Figure 5. Analysis of FN organization after disruption of Rho activity via addition of C3 transferase and exposure to mechanical stimulation.

Epifluorescent images were imported into ImageJ software and deconvolved to analyze the distribution of unstimulated (A) and mechanically stimulated (equibiaxial stretch (B) shear fluid flow (C) FN across the cell. Representative plots of intensity profiles plotted as a function of distance (measured in pixels) versus intensity (measured in gray-scale values) showed FN distribution for unstimulated cells (D) line 1–2 and (E) line 3–4. FN distribution of unstimulated cells exposed to C3 transferase was found to occur at only localized areas in the cell.

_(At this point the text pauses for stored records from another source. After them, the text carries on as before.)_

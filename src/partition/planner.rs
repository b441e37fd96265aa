//! Partition Planner
//!
//! Computes the cluster-wide tables on the Controller.
//!
//! ## Responsibilities
//! - **Slot Allocation**: contiguous ranges of `SLOT_COUNT / n` slots per node, other nodes
//!   first in ascending id order, the Controller last absorbing the remainder so its
//!   range always ends at `SLOT_COUNT`.
//! - **Replica Assignment**: each primary gets one uniformly random holder other than itself,
//!   drawn from the nodes it keeps a direct link with. Ordinary nodes only dial the
//!   controller candidates, so an ordinary primary always replicates to a candidate.
//! - **Fail-over**: removes a lost node from a plan, moving its primaries to their replica
//!   holder and re-homing the replicas it was holding.

use rand::Rng;
use rand::seq::SliceRandom;
use std::collections::{BTreeMap, BTreeSet};

use super::types::{
    FailoverChanges, PartitionError, PartitionPlan, ReplicaAllocation, ReplicaNodeIds,
    SLOT_COUNT, SlotAllocation, SlotRange,
};
use crate::membership::types::NodeId;

pub fn allocate_slots(controller: NodeId, others: &[NodeId]) -> Result<SlotAllocation, PartitionError> {
    let mut others: Vec<NodeId> = others
        .iter()
        .copied()
        .filter(|id| *id != controller)
        .collect();
    others.sort();
    others.dedup();

    let n = others.len() as u32 + 1;
    let total = SLOT_COUNT as u32;
    if n > total {
        return Err(PartitionError::TooManyNodes {
            nodes: n as usize,
            slots: SLOT_COUNT,
        });
    }

    let base = total / n;
    let remainder = total - base * n;

    let mut allocation = SlotAllocation::new();
    let mut next_start = 1u32;

    for node_id in others {
        let end = next_start + base - 1;
        allocation.insert(node_id, vec![SlotRange::new(next_start as u16, end as u16)]);
        next_start = end + 1;
    }

    let end = next_start + base + remainder - 1;
    allocation.insert(controller, vec![SlotRange::new(next_start as u16, end as u16)]);

    Ok(allocation)
}

/// Nodes among `nodes` that share a link with `primary`.
///
/// Candidates link with every node; two ordinary nodes never link with each other.
pub fn linked_holders<I>(primary: NodeId, nodes: I, candidates: &BTreeSet<NodeId>) -> Vec<NodeId>
where
    I: IntoIterator<Item = NodeId>,
{
    let primary_is_candidate = candidates.contains(&primary);
    nodes
        .into_iter()
        .filter(|id| *id != primary && (primary_is_candidate || candidates.contains(id)))
        .collect()
}

pub fn assign_replicas<R: Rng + ?Sized>(
    allocation: &SlotAllocation,
    candidates: &BTreeSet<NodeId>,
    rng: &mut R,
) -> (ReplicaAllocation, ReplicaNodeIds) {
    let mut replica_allocation = ReplicaAllocation::new();
    let mut replica_node_ids = ReplicaNodeIds::new();

    for (primary, ranges) in allocation {
        let holders = linked_holders(*primary, allocation.keys().copied(), candidates);

        let Some(&holder) = holders.choose(rng) else {
            continue;
        };

        let held = replica_allocation.entry(holder).or_default();
        held.extend(ranges.iter().copied());
        held.sort();
        replica_node_ids.insert(*primary, holder);
    }

    (replica_allocation, replica_node_ids)
}

/// Full plan for `controller` and `others`. `candidates` lists the controller
/// candidates among them and decides which holders a primary can reach.
pub fn plan<R: Rng + ?Sized>(
    controller: NodeId,
    others: &[NodeId],
    candidates: &BTreeSet<NodeId>,
    rng: &mut R,
) -> Result<PartitionPlan, PartitionError> {
    let slot_allocation = allocate_slots(controller, others)?;
    let (replica_allocation, replica_node_ids) =
        assign_replicas(&slot_allocation, candidates, rng);

    Ok(PartitionPlan {
        slot_allocation,
        replica_allocation,
        replica_node_ids,
    })
}

impl PartitionPlan {
    pub fn node_slots(&self, node_id: NodeId) -> Vec<SlotRange> {
        self.slot_allocation.get(&node_id).cloned().unwrap_or_default()
    }

    pub fn node_replica_slots(&self, node_id: NodeId) -> Vec<SlotRange> {
        self.replica_allocation.get(&node_id).cloned().unwrap_or_default()
    }

    pub fn replica_of(&self, node_id: NodeId) -> Option<NodeId> {
        self.replica_node_ids.get(&node_id).copied()
    }

    pub fn nodes(&self) -> Vec<NodeId> {
        self.slot_allocation.keys().copied().collect()
    }

    /// Removes `lost` from the plan.
    ///
    /// Its primary ranges move to its replica holder (or to `fallback` when it had none)
    /// and inherit that node's own replica holder. Every primary whose replicas lived
    /// on `lost` gets a new random holder among the survivors it is linked with.
    pub fn fail_over<R: Rng + ?Sized>(
        &mut self,
        lost: NodeId,
        fallback: NodeId,
        candidates: &BTreeSet<NodeId>,
        rng: &mut R,
    ) -> FailoverChanges {
        let mut changes = FailoverChanges {
            lost: Some(lost),
            ..Default::default()
        };
        let mut new_replicas: BTreeMap<NodeId, Vec<SlotRange>> = BTreeMap::new();

        let lost_ranges = self.slot_allocation.remove(&lost).unwrap_or_default();
        let lost_holder = self.replica_node_ids.remove(&lost);
        self.replica_allocation.remove(&lost);

        if !lost_ranges.is_empty() {
            let (target, from_replica) = match lost_holder {
                Some(holder) if self.slot_allocation.contains_key(&holder) => (holder, true),
                _ => (fallback, false),
            };

            if from_replica && let Some(held) = self.replica_allocation.get_mut(&target) {
                held.retain(|range| !lost_ranges.contains(range));
                if held.is_empty() {
                    self.replica_allocation.remove(&target);
                }
            }

            let owned = self.slot_allocation.entry(target).or_default();
            owned.extend(lost_ranges.iter().copied());
            owned.sort();

            if let Some(&target_holder) = self.replica_node_ids.get(&target)
                && target_holder != lost
            {
                new_replicas
                    .entry(target_holder)
                    .or_default()
                    .extend(lost_ranges.iter().copied());
            }

            changes.promoted = Some((target, lost_ranges));
            changes.promoted_from_replica = from_replica;
        }

        let orphaned: Vec<NodeId> = self
            .replica_node_ids
            .iter()
            .filter(|(_, holder)| **holder == lost)
            .map(|(primary, _)| *primary)
            .collect();

        for primary in orphaned {
            self.replica_node_ids.remove(&primary);

            let survivors =
                linked_holders(primary, self.slot_allocation.keys().copied(), candidates);

            match survivors.choose(rng) {
                Some(&holder) => {
                    new_replicas
                        .entry(holder)
                        .or_default()
                        .extend(self.node_slots(primary));
                    self.replica_node_ids.insert(primary, holder);
                    changes.replica_node_id_changes.insert(primary, holder);
                }
                None => changes.unreplicated.push(primary),
            }
        }

        for (holder, ranges) in new_replicas.iter_mut() {
            ranges.sort();
            ranges.dedup();

            let held = self.replica_allocation.entry(*holder).or_default();
            held.extend(ranges.iter().copied());
            held.sort();
            held.dedup();
        }

        changes.new_replicas = new_replicas;
        changes
    }
}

Plots of intensity profiles of FN distribution after 24 hours of 10% equibiaxial stretch (F) line 1–2 and (G) line 3–4 revealed FN redistributed around the cell periphery, which was reflected in the distinct fluorescence intensity peaks located at the ends of the lines, indicating the periphery of the cell. Analysis of FN distribution after 24 hours of 6±3 dynes/cm² of fluid flow shear stress, (H) line 1–2 and (I) line 3–4 revealed that the FN was distributed around the cell periphery, which was reflected in the distinct fluorescence intensity peaks located at the ends of the lines indicating the periphery of the cell. (scale bar = 10 μm).